His remark was not lost on Christine Michaels, president and chief executive officer of the chamber who is departing Friday for a similar position in Oak Ridge, Tennessee.
“Having the military in our backyard has been a blessing,” Michaels said. “Your chamber has been here 120 years and will remain a stalwart for the quality of life.”
“As a recipient of the Beth Bryan Creative Arts Fund Scholarship, I am deeply saddened to hear of Mr. Bryan’s passing,” Jonathan Piland writes on the Tribute Wall for the obituary of David Carroll Bryan, the Fayetteville businessman who died at age 80 on Sept. 10 from the effects of COVID-19. “His legacy of philanthropism is currently allowing me to attend Duke University, where I cannot only obtain an engineering degree, but also pursue the passion I have for violin performance. Without his generosity, I would not have the current joy of being selected for a chamber music ensemble at Duke and receiving the opportunity to study as part of the private studio of professor Eric Pritchard of the Ciompi Quartet. In his community engagement and quiet generosity, Mr. Bryan sowed seeds of kindness that are helping others to reach their full potential. I am extremely grateful for everything he has done for myself and my community, and I am honored to be a part of his legacy.” When it came to this community, David C. Bryan gave generously and without fanfare to the Cape Fear Regional Theatre, to the arts and science programs of Methodist University, to the creation of the Fayetteville Animal Protection Society, to the proposed N.C. Civil War and Reconstruction History Center, and to young people such as Jonathan Piland with their own dreams of tomorrow.

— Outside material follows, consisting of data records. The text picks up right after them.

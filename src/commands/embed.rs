use clap::Args;
use owo_colors::OwoColorize;

use crate::commands::{GlobalArgs, Settings, emit, print_dry_run};
use crate::relay::rank::RankOptions;
use crate::relay::result::RankedDocument;
use crate::zhipu::Endpoint;
use crate::zhipu::embeddings::{Embedded, embedding_request};

#[derive(Debug, Args, Clone)]
pub struct EmbedArgs {
    #[arg(required = true)]
    pub texts: Vec<String>,
}

#[derive(Debug, Args, Clone)]
pub struct SimilarArgs {
    pub query: String,
    #[arg(required = true)]
    pub candidates: Vec<String>,
    /// Keep only the best K candidates
    #[arg(long)]
    pub top_k: Option<usize>,
    /// Drop candidates scoring below this cosine similarity
    #[arg(long)]
    pub threshold: Option<f64>,
}

pub fn run(args: EmbedArgs, global: &GlobalArgs) -> Result<(), String> {
    let settings = Settings::resolve(global)?;
    settings.log_verbose("embed");

    if settings.dry_run {
        let envelope = embedding_request(&args.texts, settings.model()).map_err(|err| err.to_string())?;
        print_dry_run(&settings, &[(Endpoint::Embeddings, envelope)]);
        return Ok(());
    }

    let client = settings.client()?;
    emit(&settings, client.embed(&args.texts, settings.model()), render_embedded)
}

pub fn run_similar(args: SimilarArgs, global: &GlobalArgs) -> Result<(), String> {
    let settings = Settings::resolve(global)?;
    settings.log_verbose("similar");

    if settings.dry_run {
        let mut texts = vec![args.query.clone()];
        texts.extend(args.candidates.iter().cloned());
        let envelope = embedding_request(&texts, settings.model()).map_err(|err| err.to_string())?;
        print_dry_run(&settings, &[(Endpoint::Embeddings, envelope)]);
        return Ok(());
    }

    let options = RankOptions {
        top_k: args.top_k,
        threshold: args.threshold,
    };
    let client = settings.client()?;
    emit(
        &settings,
        client.similar(&args.query, &args.candidates, settings.model(), options),
        |ranked: &Vec<RankedDocument>| render_ranked(ranked),
    )
}

fn render_embedded(embedded: &Embedded) {
    println!(
        "{} {} vector(s), {} dimensions",
        embedded.model.bold(),
        embedded.vectors.len(),
        embedded.dimensions
    );
    for (index, vector) in embedded.vectors.iter().enumerate() {
        let head: Vec<String> = vector.iter().take(4).map(|x| format!("{x:.4}")).collect();
        println!("[{index}] [{}, ...]", head.join(", "));
    }
}

pub(crate) fn render_ranked(ranked: &[RankedDocument]) {
    if ranked.is_empty() {
        println!("{}", "no documents passed the filters".dimmed());
    }
    for (rank, document) in ranked.iter().enumerate() {
        println!(
            "{}. {} {} (input #{})",
            rank + 1,
            format!("{:.4}", document.score).cyan(),
            document.text,
            document.index
        );
    }
}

“Mr. Kirby, my sister sent Billy and me a subscription for CityView Magazine, as she knows how much we enjoy your writings, and ‘A Friendship to Remember’ is a wonderful story,” Faye Horne writes about our October edition featuring the long friendship of oral surgeons Dr. Gary Jones and the late Dr. Jerry Beatty.
“I just finished the article you wrote about Ronnie Schell and Elizabeth MacRae,” William Pearson writes in an email about our September issue of CityView Magazine, with a column that featured Elizabeth MacRae, the Fayetteville actress who portrayed Jim Nabors’ girlfriend, Lou Ann Poovey, on the 1960s Gomer Pyle, U.S.M.C. television comedy. “I thoroughly enjoyed it, and I shared it on my Facebook page and in the three Facebook groups, which I manage. The post I made is getting great comments and a lot reactions.” Glad to hear it, Mr. Pearson.
Gladys Hill is going door-to-door throughout community neighborhoods and hoping you will purchase a pink lightbulb in support of her “Light Up Fayetteville Pink!” fundraising effort to raise $10,000 for The Cancer Centers of Cape Fear Valley Health as part of October Breast Cancer Awareness Month. The lightbulbs are $5, and you will find them glowing at homes and businesses throughout the community. If Miss Hill hasn’t knocked on your door, she says you can purchase a pink lightbulb at Mid-South Lighting at3633 Sycamore Dairy Road, Fayetteville, thanks to the generosity of Carl and Chris Birk.